= Excerpted records =
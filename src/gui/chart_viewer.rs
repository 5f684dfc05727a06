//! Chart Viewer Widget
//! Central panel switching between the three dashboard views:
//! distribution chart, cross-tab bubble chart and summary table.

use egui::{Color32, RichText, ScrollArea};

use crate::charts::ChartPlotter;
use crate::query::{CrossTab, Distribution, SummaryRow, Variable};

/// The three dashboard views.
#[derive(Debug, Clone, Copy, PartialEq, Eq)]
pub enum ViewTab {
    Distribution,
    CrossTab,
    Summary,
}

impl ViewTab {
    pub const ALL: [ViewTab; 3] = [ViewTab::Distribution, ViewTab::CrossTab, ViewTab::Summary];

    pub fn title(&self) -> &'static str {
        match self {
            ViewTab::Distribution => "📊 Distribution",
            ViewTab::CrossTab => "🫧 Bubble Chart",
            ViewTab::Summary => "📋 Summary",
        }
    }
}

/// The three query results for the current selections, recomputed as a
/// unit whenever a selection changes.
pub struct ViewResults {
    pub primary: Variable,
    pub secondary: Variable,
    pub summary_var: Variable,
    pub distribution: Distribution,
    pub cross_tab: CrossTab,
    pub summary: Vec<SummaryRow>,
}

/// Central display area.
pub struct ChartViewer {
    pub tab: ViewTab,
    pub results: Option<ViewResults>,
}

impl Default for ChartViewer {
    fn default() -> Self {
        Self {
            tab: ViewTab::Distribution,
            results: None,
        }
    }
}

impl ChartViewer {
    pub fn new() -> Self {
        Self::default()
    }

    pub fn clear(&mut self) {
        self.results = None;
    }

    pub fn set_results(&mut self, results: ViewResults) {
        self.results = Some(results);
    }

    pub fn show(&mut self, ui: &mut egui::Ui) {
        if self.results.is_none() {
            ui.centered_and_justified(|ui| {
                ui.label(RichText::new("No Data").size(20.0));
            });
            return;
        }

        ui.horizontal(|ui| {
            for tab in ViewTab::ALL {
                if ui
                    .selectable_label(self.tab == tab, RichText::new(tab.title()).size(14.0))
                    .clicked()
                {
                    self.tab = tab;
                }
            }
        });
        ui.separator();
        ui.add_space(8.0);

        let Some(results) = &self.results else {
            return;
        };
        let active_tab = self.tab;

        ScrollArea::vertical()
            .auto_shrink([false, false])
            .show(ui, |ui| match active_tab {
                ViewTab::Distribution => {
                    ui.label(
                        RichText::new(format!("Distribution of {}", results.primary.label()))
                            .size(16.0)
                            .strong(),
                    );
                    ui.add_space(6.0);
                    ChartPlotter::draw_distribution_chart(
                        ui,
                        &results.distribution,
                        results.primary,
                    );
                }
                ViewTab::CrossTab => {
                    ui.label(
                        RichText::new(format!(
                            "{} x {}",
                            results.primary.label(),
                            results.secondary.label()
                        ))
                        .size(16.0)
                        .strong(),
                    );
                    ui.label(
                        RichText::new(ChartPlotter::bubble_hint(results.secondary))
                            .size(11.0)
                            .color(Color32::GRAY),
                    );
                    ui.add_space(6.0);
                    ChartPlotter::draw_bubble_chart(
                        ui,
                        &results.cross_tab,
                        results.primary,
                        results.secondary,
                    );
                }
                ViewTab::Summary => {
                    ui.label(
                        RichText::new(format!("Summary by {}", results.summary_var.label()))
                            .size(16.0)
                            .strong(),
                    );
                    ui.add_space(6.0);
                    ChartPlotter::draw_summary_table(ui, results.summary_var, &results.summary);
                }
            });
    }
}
...
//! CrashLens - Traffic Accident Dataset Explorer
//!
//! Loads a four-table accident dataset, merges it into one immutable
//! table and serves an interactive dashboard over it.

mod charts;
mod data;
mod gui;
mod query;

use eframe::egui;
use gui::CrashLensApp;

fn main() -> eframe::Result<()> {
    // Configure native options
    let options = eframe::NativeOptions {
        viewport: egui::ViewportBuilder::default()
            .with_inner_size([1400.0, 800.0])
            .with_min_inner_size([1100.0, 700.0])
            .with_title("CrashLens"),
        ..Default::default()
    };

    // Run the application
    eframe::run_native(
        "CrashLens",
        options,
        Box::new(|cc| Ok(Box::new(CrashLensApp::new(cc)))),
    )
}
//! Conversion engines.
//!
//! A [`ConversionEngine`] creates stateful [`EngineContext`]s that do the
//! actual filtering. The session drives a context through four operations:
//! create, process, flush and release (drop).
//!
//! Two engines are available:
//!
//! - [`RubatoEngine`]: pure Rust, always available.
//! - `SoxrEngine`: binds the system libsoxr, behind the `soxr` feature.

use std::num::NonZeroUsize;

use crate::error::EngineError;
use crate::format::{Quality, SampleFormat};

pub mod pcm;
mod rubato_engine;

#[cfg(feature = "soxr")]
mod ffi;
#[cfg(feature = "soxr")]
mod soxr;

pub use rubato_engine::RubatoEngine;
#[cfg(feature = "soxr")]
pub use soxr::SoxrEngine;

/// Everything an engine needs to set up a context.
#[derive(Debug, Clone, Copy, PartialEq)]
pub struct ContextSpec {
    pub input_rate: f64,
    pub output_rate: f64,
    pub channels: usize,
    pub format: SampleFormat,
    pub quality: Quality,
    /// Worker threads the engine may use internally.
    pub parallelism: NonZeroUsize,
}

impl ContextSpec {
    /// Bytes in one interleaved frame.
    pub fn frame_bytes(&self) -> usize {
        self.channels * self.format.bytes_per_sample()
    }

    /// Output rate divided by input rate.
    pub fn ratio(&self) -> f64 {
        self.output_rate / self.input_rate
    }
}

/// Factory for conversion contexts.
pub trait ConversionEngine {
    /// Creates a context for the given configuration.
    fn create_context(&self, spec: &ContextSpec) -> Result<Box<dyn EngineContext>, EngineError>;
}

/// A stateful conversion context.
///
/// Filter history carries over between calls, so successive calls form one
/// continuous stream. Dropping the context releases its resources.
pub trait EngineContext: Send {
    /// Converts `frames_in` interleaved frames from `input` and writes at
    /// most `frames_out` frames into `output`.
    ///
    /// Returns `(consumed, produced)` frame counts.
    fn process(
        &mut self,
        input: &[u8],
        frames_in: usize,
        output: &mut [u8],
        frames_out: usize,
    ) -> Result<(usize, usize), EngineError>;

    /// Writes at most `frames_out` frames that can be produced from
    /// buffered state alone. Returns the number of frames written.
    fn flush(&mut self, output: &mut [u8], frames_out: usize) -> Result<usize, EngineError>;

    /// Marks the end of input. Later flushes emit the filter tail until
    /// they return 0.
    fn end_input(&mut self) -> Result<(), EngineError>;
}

= Work to be completed =
Tally the lines of the data that include the word "dashboard". Reply with the number only.

= Exercise result =
3